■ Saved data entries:
//! Chronicle CLI Module
//! Command-line interface for inspecting a project's audit history

pub mod formatter;

use clap::{Parser, Subcommand};
use std::path::PathBuf;

#[derive(Parser, Debug)]
#[command(name = "chronicle")]
#[command(version)]
#[command(about = "Inspect entity snapshots and audit logs", long_about = None)]
pub struct Cli {
    /// Project directory (defaults to current directory)
    #[arg(short, long, global = true)]
    pub project: Option<PathBuf>,

    /// Output format (json for scripting)
    #[arg(short, long, global = true, default_value = "text")]
    pub format: OutputFormat,

    #[command(subcommand)]
    pub command: Commands,
}

#[derive(Debug, Clone, Copy, PartialEq, Eq, clap::ValueEnum)]
pub enum OutputFormat {
    Text,
    Json,
}

#[derive(Subcommand, Debug)]
pub enum Commands {
    /// Create a config file and an empty audit database
    Init {
        /// Project name
        #[arg(short, long)]
        name: String,
    },

    /// Show audit store counts
    Status,

    /// List the snapshots of one entity, oldest first
    History {
        /// Entity type, e.g. Post
        entity_type: String,

        /// Entity identifier
        entity_id: String,
    },

    /// Print one snapshot with its payload
    Show {
        snapshot_id: String,
    },

    /// Print an audit log and every snapshot it grouped
    Log {
        audit_log_id: String,
    },
}

impl Cli {
    pub fn get_project_dir(&self) -> PathBuf {
        self.project
            .clone()
            .unwrap_or_else(|| std::env::current_dir().unwrap_or_else(|_| PathBuf::from(".")))
    }
}
//! Snapshot Serializer
//!
//! Turns an entity's captured fields into the canonical payload stored on a
//! snapshot, and back. The payload is a JSON object with keys in sorted
//! order; every field is tagged with its kind so it restores to the same
//! `FieldValue`.

use super::model::{EntityFields, FieldValue};
use super::registry::RegistryEntry;
use crate::engine::entity::Auditable;
use crate::engine::error::{AuditError, Result};

/// Output of capturing one entity
#[derive(Debug, Clone, PartialEq)]
pub struct CapturedState {
    pub entity_id: String,
    pub fields: EntityFields,
    pub payload: String,
}

#[derive(Debug, Clone, Copy, Default)]
pub struct SnapshotSerializer;

impl SnapshotSerializer {
    pub fn new() -> Self {
        Self
    }

    /// Identify and serialize `entity` through its registry entry.
    pub fn capture(&self, entity: &dyn Auditable, entry: &RegistryEntry) -> Result<CapturedState> {
        let entity_id = entry.identify(entity)?;
        if entity_id.is_empty() {
            return Err(AuditError::SerializationFailure(format!(
                "{} has an empty identifier",
                entry.type_name()
            )));
        }

        let fields = entry.capture(entity)?;
        let payload = self.encode(&fields).map_err(|e| match e {
            AuditError::SerializationFailure(msg) => AuditError::SerializationFailure(format!(
                "{} {}: {}",
                entry.type_name(),
                entity_id,
                msg
            )),
            other => other,
        })?;

        Ok(CapturedState {
            entity_id,
            fields,
            payload,
        })
    }

    pub fn encode(&self, fields: &EntityFields) -> Result<String> {
        for (name, value) in fields {
            validate_field(name, value)?;
        }
        Ok(serde_json::to_string(fields)?)
    }

    pub fn decode(&self, payload: &str) -> Result<EntityFields> {
        let fields: EntityFields = serde_json::from_str(payload)
            .map_err(|e| AuditError::SerializationFailure(format!("malformed snapshot payload: {}", e)))?;
        for (name, value) in &fields {
            validate_field(name, value)?;
        }
        Ok(fields)
    }
}

fn validate_field(name: &str, value: &FieldValue) -> Result<()> {
    if name.is_empty() {
        return Err(AuditError::SerializationFailure("empty field name".into()));
    }
    match value {
        // serde_json would silently write NaN/inf as null
        FieldValue::Real(f) if !f.is_finite() => Err(AuditError::SerializationFailure(format!(
            "field '{}' holds a non-finite number",
            name
        ))),
        FieldValue::References(ids) if ids.iter().any(|id| id.is_empty()) => Err(
            AuditError::SerializationFailure(format!("field '{}' holds an empty reference", name)),
        ),
        FieldValue::Reference(id) if id.is_empty() => Err(AuditError::SerializationFailure(
            format!("field '{}' holds an empty reference", name),
        )),
        _ => Ok(()),
    }
}

/// Fetch a field an apply function cannot do without
pub fn required_field<'a>(fields: &'a EntityFields, name: &str) -> Result<&'a FieldValue> {
    fields
        .get(name)
        .ok_or_else(|| AuditError::SerializationFailure(format!("snapshot is missing field '{}'", name)))
}

pub fn required_text<'a>(fields: &'a EntityFields, name: &str) -> Result<&'a str> {
    required_field(fields, name)?
        .as_text()
        .ok_or_else(|| wrong_kind(name, "text"))
}

pub fn required_integer(fields: &EntityFields, name: &str) -> Result<i64> {
    required_field(fields, name)?
        .as_integer()
        .ok_or_else(|| wrong_kind(name, "integer"))
}

fn wrong_kind(name: &str, expected: &str) -> AuditError {
    AuditError::SerializationFailure(format!("field '{}' is not {}", name, expected))
}
//! Rule evaluation.
//!
//! Evaluation algorithm:
//!
//! 1. Walk `RULES` in order.
//! 2. The first matching hard block rejects immediately with its reason.
//! 3. Every matching `Require` rule appends its reason and modification.
//! 4. Any modification ⇒ `modify`; none ⇒ `allow` with `["policy-compliant"]`.

use std::path::Path;

use serde_json::Value;
use tracing::debug;

use ethgate_contracts::{
    action::Action,
    decision::Decision,
    error::EthgateResult,
    policy::Policy,
};
use ethgate_core::traits::PolicyEngine;

use crate::{
    loader::{load_document, parse_json, parse_toml},
    rule::{RuleEffect, RULES},
};

/// Classify `action` against `policy`.
///
/// Pure and total: no I/O, no failure, same inputs give the same decision.
pub fn evaluate(action: &Action, policy: &Policy) -> Decision {
    let mut reasons = Vec::new();
    let mut modifications = Vec::new();

    for rule in RULES {
        let Some(reason) = rule.check(action, policy) else {
            continue;
        };

        debug!(rule_id = rule.id, kind = %action.kind, reason = %reason, "rule fired");

        match rule.effect {
            RuleEffect::HardBlock => return Decision::reject(reason),
            RuleEffect::Require { modification } => {
                reasons.push(reason);
                modifications.push(modification.to_string());
            }
        }
    }

    Decision::modify(reasons, modifications)
}

/// A `PolicyEngine` bound to one policy document.
///
/// ```rust,ignore
/// use ethgate_policy::RuleEngine;
///
/// let engine = RuleEngine::from_file(Path::new("policy.json"))?;
/// ```
#[derive(Debug, Clone, Default)]
pub struct RuleEngine {
    policy: Policy,
}

impl RuleEngine {
    pub fn new(policy: Policy) -> Self {
        Self { policy }
    }

    /// Build from an already-parsed policy document.
    pub fn from_value(value: &Value) -> Self {
        Self::new(Policy::from_value(value))
    }

    /// Parse `s` as a JSON policy document.
    pub fn from_json_str(s: &str) -> EthgateResult<Self> {
        Ok(Self::from_value(&parse_json("<inline>", s)?))
    }

    /// Parse `s` as a TOML policy document.
    pub fn from_toml_str(s: &str) -> EthgateResult<Self> {
        Ok(Self::from_value(&parse_toml("<inline>", s)?))
    }

    /// Load the policy at `path`. A missing file yields the empty policy.
    pub fn from_file(path: &Path) -> EthgateResult<Self> {
        Ok(Self::from_value(&load_document(path)?))
    }

    /// The effective policy, with all defaults applied.
    pub fn policy(&self) -> &Policy {
        &self.policy
    }
}

impl PolicyEngine for RuleEngine {
    fn evaluate(&self, action: &Action) -> Decision {
        evaluate(action, &self.policy)
    }
}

■ AIM OF THE TASK:
Top to bottom, transcribe every line above exactly.

■ TASK RESPONSE:
//! Chronicle CLI Module
//! Command-line interface for inspecting a project's audit history

pub mod formatter;

use clap::{Parser, Subcommand};
use std::path::PathBuf;

#[derive(Parser, Debug)]
#[command(name = "chronicle")]
#[command(version)]
#[command(about = "Inspect entity snapshots and audit logs", long_about = None)]
pub struct Cli {
    /// Project directory (defaults to current directory)
    #[arg(short, long, global = true)]
    pub project: Option<PathBuf>,

    /// Output format (json for scripting)
    #[arg(short, long, global = true, default_value = "text")]
    pub format: OutputFormat,

    #[command(subcommand)]
    pub command: Commands,
}

#[derive(Debug, Clone, Copy, PartialEq, Eq, clap::ValueEnum)]
pub enum OutputFormat {
    Text,
    Json,
}

#[derive(Subcommand, Debug)]
pub enum Commands {
    /// Create a config file and an empty audit database
    Init {
        /// Project name
        #[arg(short, long)]
        name: String,
    },

    /// Show audit store counts
    Status,

    /// List the snapshots of one entity, oldest first
    History {
        /// Entity type, e.g. Post
        entity_type: String,

        /// Entity identifier
        entity_id: String,
    },

    /// Print one snapshot with its payload
    Show {
        snapshot_id: String,
    },

    /// Print an audit log and every snapshot it grouped
    Log {
        audit_log_id: String,
    },
}

impl Cli {
    pub fn get_project_dir(&self) -> PathBuf {
        self.project
            .clone()
            .unwrap_or_else(|| std::env::current_dir().unwrap_or_else(|_| PathBuf::from(".")))
    }
}
//! Snapshot Serializer
//!
//! Turns an entity's captured fields into the canonical payload stored on a
//! snapshot, and back. The payload is a JSON object with keys in sorted
//! order; every field is tagged with its kind so it restores to the same
//! `FieldValue`.

use super::model::{EntityFields, FieldValue};
use super::registry::RegistryEntry;
use crate::engine::entity::Auditable;
use crate::engine::error::{AuditError, Result};

/// Output of capturing one entity
#[derive(Debug, Clone, PartialEq)]
pub struct CapturedState {
    pub entity_id: String,
    pub fields: EntityFields,
    pub payload: String,
}

#[derive(Debug, Clone, Copy, Default)]
pub struct SnapshotSerializer;

impl SnapshotSerializer {
    pub fn new() -> Self {
        Self
    }

    /// Identify and serialize `entity` through its registry entry.
    pub fn capture(&self, entity: &dyn Auditable, entry: &RegistryEntry) -> Result<CapturedState> {
        let entity_id = entry.identify(entity)?;
        if entity_id.is_empty() {
            return Err(AuditError::SerializationFailure(format!(
                "{} has an empty identifier",
                entry.type_name()
            )));
        }

        let fields = entry.capture(entity)?;
        let payload = self.encode(&fields).map_err(|e| match e {
            AuditError::SerializationFailure(msg) => AuditError::SerializationFailure(format!(
                "{} {}: {}",
                entry.type_name(),
                entity_id,
                msg
            )),
            other => other,
        })?;

        Ok(CapturedState {
            entity_id,
            fields,
            payload,
        })
    }

    pub fn encode(&self, fields: &EntityFields) -> Result<String> {
        for (name, value) in fields {
            validate_field(name, value)?;
        }
        Ok(serde_json::to_string(fields)?)
    }

    pub fn decode(&self, payload: &str) -> Result<EntityFields> {
        let fields: EntityFields = serde_json::from_str(payload)
            .map_err(|e| AuditError::SerializationFailure(format!("malformed snapshot payload: {}", e)))?;
        for (name, value) in &fields {
            validate_field(name, value)?;
        }
        Ok(fields)
    }
}

fn validate_field(name: &str, value: &FieldValue) -> Result<()> {
    if name.is_empty() {
        return Err(AuditError::SerializationFailure("empty field name".into()));
    }
    match value {
        // serde_json would silently write NaN/inf as null
        FieldValue::Real(f) if !f.is_finite() => Err(AuditError::SerializationFailure(format!(
            "field '{}' holds a non-finite number",
            name
        ))),
        FieldValue::References(ids) if ids.iter().any(|id| id.is_empty()) => Err(
            AuditError::SerializationFailure(format!("field '{}' holds an empty reference", name)),
        ),
        FieldValue::Reference(id) if id.is_empty() => Err(AuditError::SerializationFailure(
            format!("field '{}' holds an empty reference", name),
        )),
        _ => Ok(()),
    }
}

/// Fetch a field an apply function cannot do without
pub fn required_field<'a>(fields: &'a EntityFields, name: &str) -> Result<&'a FieldValue> {
    fields
        .get(name)
        .ok_or_else(|| AuditError::SerializationFailure(format!("snapshot is missing field '{}'", name)))
}

pub fn required_text<'a>(fields: &'a EntityFields, name: &str) -> Result<&'a str> {
    required_field(fields, name)?
        .as_text()
        .ok_or_else(|| wrong_kind(name, "text"))
}

pub fn required_integer(fields: &EntityFields, name: &str) -> Result<i64> {
    required_field(fields, name)?
        .as_integer()
        .ok_or_else(|| wrong_kind(name, "integer"))
}

fn wrong_kind(name: &str, expected: &str) -> AuditError {
    AuditError::SerializationFailure(format!("field '{}' is not {}", name, expected))
}
//! Rule evaluation.
//!
//! Evaluation algorithm:
//!
//! 1. Walk `RULES` in order.
//! 2. The first matching hard block rejects immediately with its reason.
//! 3. Every matching `Require` rule appends its reason and modification.
//! 4. Any modification ⇒ `modify`; none ⇒ `allow` with `["policy-compliant"]`.

use std::path::Path;

use serde_json::Value;
use tracing::debug;

use ethgate_contracts::{
    action::Action,
    decision::Decision,
    error::EthgateResult,
    policy::Policy,
};
use ethgate_core::traits::PolicyEngine;

use crate::{
    loader::{load_document, parse_json, parse_toml},
    rule::{RuleEffect, RULES},
};

/// Classify `action` against `policy`.
///
/// Pure and total: no I/O, no failure, same inputs give the same decision.
pub fn evaluate(action: &Action, policy: &Policy) -> Decision {
    let mut reasons = Vec::new();
    let mut modifications = Vec::new();

    for rule in RULES {
        let Some(reason) = rule.check(action, policy) else {
            continue;
        };

        debug!(rule_id = rule.id, kind = %action.kind, reason = %reason, "rule fired");

        match rule.effect {
            RuleEffect::HardBlock => return Decision::reject(reason),
            RuleEffect::Require { modification } => {
                reasons.push(reason);
                modifications.push(modification.to_string());
            }
        }
    }

    Decision::modify(reasons, modifications)
}

/// A `PolicyEngine` bound to one policy document.
///
/// ```rust,ignore
/// use ethgate_policy::RuleEngine;
///
/// let engine = RuleEngine::from_file(Path::new("policy.json"))?;
/// ```
#[derive(Debug, Clone, Default)]
pub struct RuleEngine {
    policy: Policy,
}

impl RuleEngine {
    pub fn new(policy: Policy) -> Self {
        Self { policy }
    }

    /// Build from an already-parsed policy document.
    pub fn from_value(value: &Value) -> Self {
        Self::new(Policy::from_value(value))
    }

    /// Parse `s` as a JSON policy document.
    pub fn from_json_str(s: &str) -> EthgateResult<Self> {
        Ok(Self::from_value(&parse_json("<inline>", s)?))
    }

    /// Parse `s` as a TOML policy document.
    pub fn from_toml_str(s: &str) -> EthgateResult<Self> {
        Ok(Self::from_value(&parse_toml("<inline>", s)?))
    }

    /// Load the policy at `path`. A missing file yields the empty policy.
    pub fn from_file(path: &Path) -> EthgateResult<Self> {
        Ok(Self::from_value(&load_document(path)?))
    }

    /// The effective policy, with all defaults applied.
    pub fn policy(&self) -> &Policy {
        &self.policy
    }
}

impl PolicyEngine for RuleEngine {
    fn evaluate(&self, action: &Action) -> Decision {
        evaluate(action, &self.policy)
    }
}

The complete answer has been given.